Upgrading an HA Controller Cluster
Upgrading a running HA cluster is a node-by-node rolling operation. There's no special cluster-wide procedure; you bring each controller down, replace its binary, and bring it back up, then move to the next one. Routers and SDK clients stay connected throughout, falling over to other controllers as nodes cycle.
The one thing that's different from upgrading a standalone controller is that the cluster will be in version-mismatch read-only mode for the duration of the rolling upgrade. Reads continue to work; writes (model updates, terminator creation) are blocked until every node is on the new version. The window is bounded by how long the upgrade takes overall, not by which node you upgrade first.
At a glance:
- Take a database snapshot from a controller.
- Pick a node. If it's the leader, run
transfer-leadershipfirst. - Stop the controller, replace its binary, start it again.
- Wait for the cluster to recognize it as healthy.
- Repeat for each remaining node.
The rest of this page walks through each step, then covers routers and SDK clients, the Helm chart, and what to do if the upgrade goes wrong.
Before You Upgrade: Snapshot the Cluster
Take a database snapshot before any controller binary upgrade. The controller will apply schema migrations on startup the first time the new binary runs, and that schema change is one-way. If the upgrade goes badly, the only way back to the previous version is to restore from a snapshot taken before the migration ran.
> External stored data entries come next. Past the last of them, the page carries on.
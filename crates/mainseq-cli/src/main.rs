//! mainseq CLI tool.
//!
//! Usage:
//! ```bash
//! mainseq analyse [OPTIONS] [PATH]
//! mainseq init
//! ```

use anyhow::Result;
use clap::{Parser, Subcommand};
use std::path::PathBuf;
use tracing_subscriber::EnvFilter;

mod commands;
mod config_resolver;

/// Coupling metrics for Go packages: stability, abstractness and distance
/// from the main sequence
#[derive(Parser)]
#[command(name = "mainseq")]
#[command(author, version, about, long_about = None)]
struct Cli {
    /// Enable verbose output
    #[arg(short, long, global = true)]
    verbose: bool,

    /// Path to configuration file
    #[arg(short, long, global = true)]
    config: Option<PathBuf>,

    #[command(subcommand)]
    command: Commands,
}

#[derive(Subcommand)]
enum Commands {
    /// Compute metrics for every package of a Go module
    #[command(alias = "analyze")]
    Analyse {
        /// Module root (default: `analyzer.root` from config, else current directory)
        path: Option<PathBuf>,

        /// Output format (default: `output.format` from config, else text)
        #[arg(short, long)]
        format: Option<OutputFormat>,

        /// Maximum number of files read or parsed at the same time
        #[arg(short = 'j', long)]
        max_concurrency: Option<usize>,

        /// Exclude patterns relative to the module root (can be specified multiple times)
        #[arg(short, long)]
        exclude: Vec<String>,

        /// Decimals shown for each score
        #[arg(long)]
        precision: Option<usize>,

        /// Disable colored output
        #[arg(long)]
        no_color: bool,

        /// Exit with code 2 if any package falls into this zone
        #[arg(long)]
        fail_on_zone: Option<ZoneArg>,
    },

    /// Initialize configuration file
    Init {
        /// Overwrite existing config
        #[arg(long)]
        force: bool,
    },
}

/// Output format for metrics.
#[derive(Clone, Copy, Debug, Default, PartialEq, Eq, clap::ValueEnum)]
pub enum OutputFormat {
    /// Human-readable table.
    #[default]
    Text,
    /// JSON output.
    Json,
    /// One line per package.
    Compact,
}

/// Zones usable as a failure condition.
#[derive(Clone, Copy, Debug, clap::ValueEnum)]
pub enum ZoneArg {
    /// Concrete and heavily depended upon.
    Pain,
    /// Abstract and unused.
    Uselessness,
}

fn main() -> Result<()> {
    let cli = Cli::parse();

    let level = if cli.verbose { "debug" } else { "info" };
    let filter = EnvFilter::try_from_default_env().unwrap_or_else(|_| EnvFilter::new(level));

    tracing_subscriber::fmt()
        .with_env_filter(filter)
        .with_target(false)
        .with_writer(std::io::stderr)
        .init();

    match cli.command {
        Commands::Analyse {
            path,
            format,
            max_concurrency,
            exclude,
            precision,
            no_color,
            fail_on_zone,
        } => {
            let project_dir = path.clone().unwrap_or_else(|| PathBuf::from("."));
            let source = config_resolver::resolve(&project_dir, cli.config.as_deref());
            commands::analyse::run(
                &source,
                commands::analyse::Overrides {
                    path,
                    format,
                    max_concurrency,
                    exclude,
                    precision,
                    no_color,
                    fail_on_zone,
                    verbose: cli.verbose,
                },
            )
        }
        Commands::Init { force } => commands::init::run(force),
    }
}
//! Concurrent package scanner.
//!
//! Every source file of a package is read and classified in its own task.
//! A single semaphore, owned by the scanner and shared by every task it
//! spawns, caps how many files are being read or parsed at once across all
//! packages. The coordinating task joins every file task of a package before
//! looking at the results, so per-package counts are only ever merged by one
//! task and no failure is dropped.

use crate::classify::{DeclarationCounts, SourceClassifier};
use crate::error::{PackageScanError, SourceError};
use crate::model::{Package, PackageSet};
use crate::reader::SourceReader;

use std::collections::HashMap;
use std::path::{Path, PathBuf};
use std::sync::Arc;
use tokio::sync::Semaphore;
use tokio::task::JoinSet;
use tracing::{debug, info, warn};

/// Scans package sources and derives abstractness.
///
/// Cloning a scanner shares its concurrency limit.
#[derive(Clone)]
pub struct PackageScanner {
    classifier: Arc<dyn SourceClassifier>,
    reader: Arc<dyn SourceReader>,
    limiter: Arc<Semaphore>,
    max_concurrency: usize,
}

impl PackageScanner {
    /// Creates a scanner allowing at most `max_concurrency` files in flight.
    ///
    /// A limit of zero is raised to one.
    #[must_use]
    pub fn new(
        classifier: Arc<dyn SourceClassifier>,
        reader: Arc<dyn SourceReader>,
        max_concurrency: usize,
    ) -> Self {
        let max_concurrency = max_concurrency.max(1);
        Self {
            classifier,
            reader,
            limiter: Arc::new(Semaphore::new(max_concurrency)),
            max_concurrency,
        }
    }

    /// The configured concurrency limit.
    #[must_use]
    pub fn max_concurrency(&self) -> usize {
        self.max_concurrency
    }

    /// Number of file slots currently free.
    #[must_use]
    pub fn available_slots(&self) -> usize {
        self.limiter.available_permits()
    }

    /// Classifies every file of `package` and sums the counts.
    ///
    /// # Errors
    ///
    /// Returns every read or parse failure of the package at once.
    pub async fn scan_package(
        &self,
        package: &Package,
    ) -> Result<DeclarationCounts, PackageScanError> {
        info!(
            "Scanning {} {} source file(s) in package {}",
            package.go_files.len(),
            self.classifier.language_id(),
            package.full_name
        );

        let mut tasks = JoinSet::new();
        let mut paths = HashMap::new();
        for file in &package.go_files {
            let path = package.dir.join(file);
            let limiter = Arc::clone(&self.limiter);
            let classifier = Arc::clone(&self.classifier);
            let reader = Arc::clone(&self.reader);
            let handle = tasks.spawn(scan_file(limiter, classifier, reader, path.clone()));
            paths.insert(handle.id(), path);
        }

        let mut counts = DeclarationCounts::default();
        let mut errors = Vec::new();
        while let Some(joined) = tasks.join_next().await {
            match joined {
                Ok(Ok(file_counts)) => counts += file_counts,
                Ok(Err(e)) => errors.push(e),
                Err(e) => errors.push(SourceError::Task {
                    path: paths
                        .remove(&e.id())
                        .unwrap_or_else(|| package.dir.clone()),
                    message: e.to_string(),
                }),
            }
        }

        if !errors.is_empty() {
            errors.sort_by(|a, b| a.path().cmp(&b.path()));
            warn!(
                "{} error(s) processing package {}",
                errors.len(),
                package.full_name
            );
            return Err(PackageScanError {
                package: package.full_name.clone(),
                errors,
            });
        }

        debug!(
            "{}: {} concretion(s), {} abstraction(s)",
            package.full_name, counts.concretions, counts.abstractions
        );
        Ok(counts)
    }

    /// Sets abstractness on every package, in presentation order.
    ///
    /// Returns the number of files scanned.
    ///
    /// # Errors
    ///
    /// Stops at the first package with any failure; packages after it are
    /// not scanned.
    pub async fn scan_all(&self, packages: &mut PackageSet) -> Result<usize, PackageScanError> {
        let names = packages.names().to_vec();
        let mut files_scanned = 0;

        for name in &names {
            let Some(package) = packages.get(name) else {
                continue;
            };
            let counts = self.scan_package(package).await?;
            files_scanned += package.go_files.len();

            if let Some(p) = packages.get_mut(name) {
                p.abstractness = counts.abstractness();
            }
        }

        Ok(files_scanned)
    }
}

/// Reads and classifies one file while holding a slot of the limiter.
async fn scan_file(
    limiter: Arc<Semaphore>,
    classifier: Arc<dyn SourceClassifier>,
    reader: Arc<dyn SourceReader>,
    path: PathBuf,
) -> Result<DeclarationCounts, SourceError> {
    let Ok(permit) = limiter.acquire_owned().await else {
        return Err(SourceError::Task {
            path,
            message: "concurrency limiter closed".into(),
        });
    };

    let task_path = path.clone();
    let joined = tokio::task::spawn_blocking(move || {
        // Released when the closure returns, on success and failure alike.
        let _permit = permit;
        read_and_classify(reader.as_ref(), classifier.as_ref(), &task_path)
    })
    .await;

    match joined {
        Ok(result) => result,
        // Surfaces in the join set, which maps the task back to its file.
        Err(e) if e.is_panic() => std::panic::resume_unwind(e.into_panic()),
        Err(e) => Err(SourceError::Task {
            path,
            message: e.to_string(),
        }),
    }
}

fn read_and_classify(
    reader: &dyn SourceReader,
    classifier: &dyn SourceClassifier,
    path: &Path,
) -> Result<DeclarationCounts, SourceError> {
    debug!("Scanning: {}", path.display());
    let source = reader.read(path).map_err(|e| SourceError::Read {
        path: path.to_path_buf(),
        source: e,
    })?;
    classifier.classify(path, &source)
}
The snapshot is always created on the controller you're talking to, using whichever
of its peers' state that controller currently has. Take the snapshot from the
cluster leader so the snapshot is as up-to-date as possible. Identify the leader
with ziti agent cluster list (or ziti ops cluster list over REST).
There are two equivalent ways to trigger the snapshot.
Via the IPC agent, on the same host as the leader controller:
ziti agent controller snapshot-db /var/lib/ziti/controller/backups/pre-upgrade.db
Via the management REST API, from anywhere the ziti CLI is logged in against
the leader:
ziti fabric db snapshot /var/lib/ziti/controller/backups/pre-upgrade.db
Either way:
- The path argument is interpreted by the controller process, not the CLI, so the directory must be writable from the controller's perspective. (For REST, the CLI just passes the path through; nothing is written on the client.)
- The output is a bolt DB snapshot in the format the Total Cluster Loss recovery paths consume.
- You only need one snapshot per upgrade -- the cluster's model is consistent across all controllers, so snapshotting more than one node is redundant.
Keep both the snapshot and the previous controller binary somewhere safe until you've confirmed the upgrade is working. They're the two ingredients of a rollback.
The Procedure: Rolling Upgrade
Once you have a snapshot, upgrade controllers one at a time. Pick whichever node you want to upgrade first; the order doesn't change the read-only window or the end result. A small step that's worth taking for the current leader is to move leadership off it before stopping it, so the cluster does a controlled handoff instead of waiting for an election to fire.
Per node:
-
If this is the leader, transfer leadership off it.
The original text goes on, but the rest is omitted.